In new research published in the NEJM AI, a peer-reviewed journal from the publishers of the New England Journal of Medicine, the research team noted that Rickard's improved ability to interpret kidney ultrasounds was a direct result of her repeated exposure to the AI model. Over a three year period, Rickard reduced the number of children with hydronephrosis sent for invasive nuclear scans from 80 to 58 per cent.
When the model trains the user
The AI model, created by Lauren Erdman, a former PhD student at SickKids, was in a silent trial phase when Rickard began to predict the model’s outcomes. During a silent trial, researchers use prospective patients and data to observe the function of a model without informing care decisions. Even in this early stage, and without any other changes to her practice, Rickard was already predicting the model’s outcomes – but why?
The research team classified Rickard’s developed intuition as a new type of bias: induced belief revision.
What is induced belief revision?
Data-induced belief revision occurs when clinical end-users, like Rickard, develop an unconscious intuition based on collection and labelling of data.
Model-induced belief revision arises from repeated exposures to an AI model’s inputs and outputs, resulting in clinicians anticipating model predictions based on unseen data.
With induced belief revision, clinical behavourial change can happen even when AI is not in use. While this type of bias proved beneficial to both care providers like Rickard and patients with hydronephrosis, the team is cognizant that the bias may also unintentionally influence clinical practice in less positive ways if not properly observed and documented.
“This model is meant to augment, not to replace us as experts,” Rickard says.
To help address this bias, Rickard’s team suggests minimizing a clinical user’s chance of being influenced by a model, especially when one person provides the bulk of critical care. Doing so could help maintain the important distinction between true clinical judgement and a model’s predictions.
AI research at SickKids
AI has the power to improve patient experience and reduce provider-fatigue when used responsibly. At SickKids, using AI in an ethical manner is possible due largely in part to a framework developed by bioethicist Dr. Melissa McCradden.

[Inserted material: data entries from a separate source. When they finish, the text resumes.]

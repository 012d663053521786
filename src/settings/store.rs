// Settings store - JSON persistence of the accent profiles
//
// File layout: {"state1": {"freq": 220, "vol": 0.2, "type": "square"}, ...}
// Loaded values are merged field by field over the factory profiles.

use super::types::{AccentKey, AccentProfile, AccentProfiles};
use crate::synth::oscillator::Waveform;
use serde_json::{Map, Value};
use std::collections::BTreeMap;
use std::fs;
use std::io::ErrorKind;
use std::path::{Path, PathBuf};

/// Directory created under the platform config dir
pub const APP_DIR_NAME: &str = "gridclick";

/// Accent profile file name
pub const SETTINGS_FILE_NAME: &str = "audio_settings.json";

/// Settings error types
#[derive(Debug, thiserror::Error)]
pub enum SettingsError {
    #[error("IO error: {0}")]
    Io(#[from] std::io::Error),

    #[error("JSON error: {0}")]
    Json(#[from] serde_json::Error),

    #[error("Invalid settings format: {0}")]
    InvalidFormat(String),

    #[error("No configuration directory available on this platform")]
    NoConfigDir,
}

/// Location of the persisted accent profiles
#[derive(Debug, Clone)]
pub struct SettingsStore {
    path: PathBuf,
}

impl SettingsStore {
    /// Store backed by an explicit file
    pub fn new(path: impl Into<PathBuf>) -> Self {
        Self { path: path.into() }
    }

    /// `<config dir>/gridclick/audio_settings.json`
    pub fn default_location() -> Result<PathBuf, SettingsError> {
        let base = dirs::config_dir().ok_or(SettingsError::NoConfigDir)?;
        Ok(base.join(APP_DIR_NAME).join(SETTINGS_FILE_NAME))
    }

    /// Store at the platform default location
    pub fn open_default() -> Result<Self, SettingsError> {
        Ok(Self::new(Self::default_location()?))
    }

    pub fn path(&self) -> &Path {
        &self.path
    }

    /// Read the stored profiles merged over the factory values.
    /// A missing file is not an error.
    pub fn load(&self) -> Result<AccentProfiles, SettingsError> {
        let contents = match fs::read_to_string(&self.path) {
            Ok(contents) => contents,
            Err(e) if e.kind() == ErrorKind::NotFound => return Ok(AccentProfiles::factory()),
            Err(e) => return Err(e.into()),
        };

        let value: Value = serde_json::from_str(&contents)?;
        let stored = value.as_object().ok_or_else(|| {
            SettingsError::InvalidFormat("top-level value is not an object".to_string())
        })?;

        Ok(merge_over_factory(stored))
    }

    /// Like [`load`](Self::load) but never fails: errors are logged and the
    /// factory profiles are returned instead.
    pub fn load_or_default(&self) -> AccentProfiles {
        match self.load() {
            Ok(profiles) => profiles,
            Err(e) => {
                log::warn!(
                    "Could not load accent settings from {}: {}. Using factory values.",
                    self.path.display(),
                    e
                );
                AccentProfiles::factory()
            }
        }
    }

    /// Write all three profiles, creating the parent directory if needed
    pub fn save(&self, profiles: &AccentProfiles) -> Result<(), SettingsError> {
        if let Some(parent) = self.path.parent() {
            if !parent.as_os_str().is_empty() {
                fs::create_dir_all(parent)?;
            }
        }

        let map: BTreeMap<&str, &AccentProfile> = AccentKey::ALL
            .into_iter()
            .map(|key| (key.name(), profiles.get(key)))
            .collect();

        let json = serde_json::to_string_pretty(&map)?;
        fs::write(&self.path, json)?;
        log::debug!("Accent settings saved to {}", self.path.display());
        Ok(())
    }

    /// Remove the stored file and persist the factory profiles
    pub fn reset_factory(&self) -> Result<AccentProfiles, SettingsError> {
        match fs::remove_file(&self.path) {
            Ok(()) => {}
            Err(e) if e.kind() == ErrorKind::NotFound => {}
            Err(e) => return Err(e.into()),
        }

        let factory = AccentProfiles::factory();
        self.save(&factory)?;
        Ok(factory)
    }
}

/// Overlay every recognised field onto the factory profiles.
/// Unknown keys and malformed fields are skipped.
fn merge_over_factory(stored: &Map<String, Value>) -> AccentProfiles {
    let mut profiles = AccentProfiles::factory();

    for key in AccentKey::ALL {
        let Some(entry) = stored.get(key.name()).and_then(Value::as_object) else {
            continue;
        };
        let profile = profiles.get_mut(key);

        if let Some(freq) = entry.get("freq").and_then(Value::as_f64) {
            profile.freq = freq as f32;
        }
        if let Some(vol) = entry.get("vol").and_then(Value::as_f64) {
            profile.vol = vol as f32;
        }
        if let Some(waveform) = entry
            .get("type")
            .and_then(|v| serde_json::from_value::<Waveform>(v.clone()).ok())
        {
            profile.waveform = waveform;
        }

        *profile = profile.clamped();
    }

    profiles
}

The framework established the silent trial to clinical trial pipeline and led to the development of an AI Regulatory Advisement Board that helps research move from ideation to clinical trial in a smooth process.
“At SickKids, we’re actively shaping guidelines for the responsible development and safe implementation of AI in health care,” says Jethro Kwong, a Urology resident at SickKids and first author on the paper.
With the success of the model, the team is moving to clinical trial and implementing the model in a patient-first way by prioritizing informed consent.
“Our ultimate goal is to put this tool into communities where there may not be a urology expert, to preserve hospital resources and potentially save families from taking repeated, sometimes lengthy trips to the hospital,” Rickard says. “By embedding our model into care, we can hopefully reduce the number of low-risk hydronephrosis cases that escalate to a renal scan, ultimately streamlining testing and surgery for those who it would benefit.”